Federal Transportation Chief Insists Infrastructure's Safety Isn't in Crisis
WASHINGTON, D.C. --- A Senate committee hearing last week grew a little tense when California Senator Barbara Boxer challenged Transportation Secretary Mary Peters' assertions that the nation's infrastructure isn't facing a safety crisis.
Appearing before the Senate Environment and Public Works Committee, Peters testified: "While we can and must do more to improve the quality of our nation's infrastructure, it would be both irresponsible and inaccurate to say that the nation's transportation system is anything but safe."
Peters told committee members that data before the Minnesota bridge collapse suggested that the bridge was safe for use, although it had been rated structurally deficient.

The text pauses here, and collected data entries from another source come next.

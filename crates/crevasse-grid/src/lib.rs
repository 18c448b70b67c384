//! Structured 2D grids and field storage for Crevasse.
//!
//! This crate defines [`Grid2D`], the fixed-resolution rectangular grid
//! every fracture field lives on, and [`Array2D`], a per-cell array that
//! carries one halo (ghost) layer so that ±1 stencils can be read at the
//! domain edge without bounds checks in the inner loop.
//!
//! Halo contents are produced by [`Array2D::fill_halo`] according to an
//! [`EdgeBehavior`]. In a distributed run the partitioning collaborator
//! owns the exchange; on a single domain this crate fills it directly.

#![deny(missing_docs)]
#![deny(rustdoc::broken_intra_doc_links)]
#![forbid(unsafe_code)]

pub mod array;
pub mod edge;
pub mod error;
pub mod grid;
pub mod stencil;

pub use array::Array2D;
pub use edge::EdgeBehavior;
pub use error::GridError;
pub use grid::Grid2D;
pub use stencil::{Box3, Star};

/// A scalar field on the grid.
pub type Scalar = Array2D<f64>;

"How can you say that everything is rosy when 13 people died?" Boxer asked Peters. "I don't get it."
More than 70,000 bridges have been designated as structurally deficient. The American Society of Civil Engineers estimates that repairing those bridges will cost at least $9.4 billion a year for 20 years.
Peters said it will likely take the National Transportation Safety Board a year to determine the cause of the Minnesota bridge collapse.
Peters also argued against a proposal by Rep. Jim Oberstar to raise the federal gasoline tax by 5 cents per gallon to help fund the bridge repairs. "The answer is not to spend more; it is to spend more wisely," Peters said.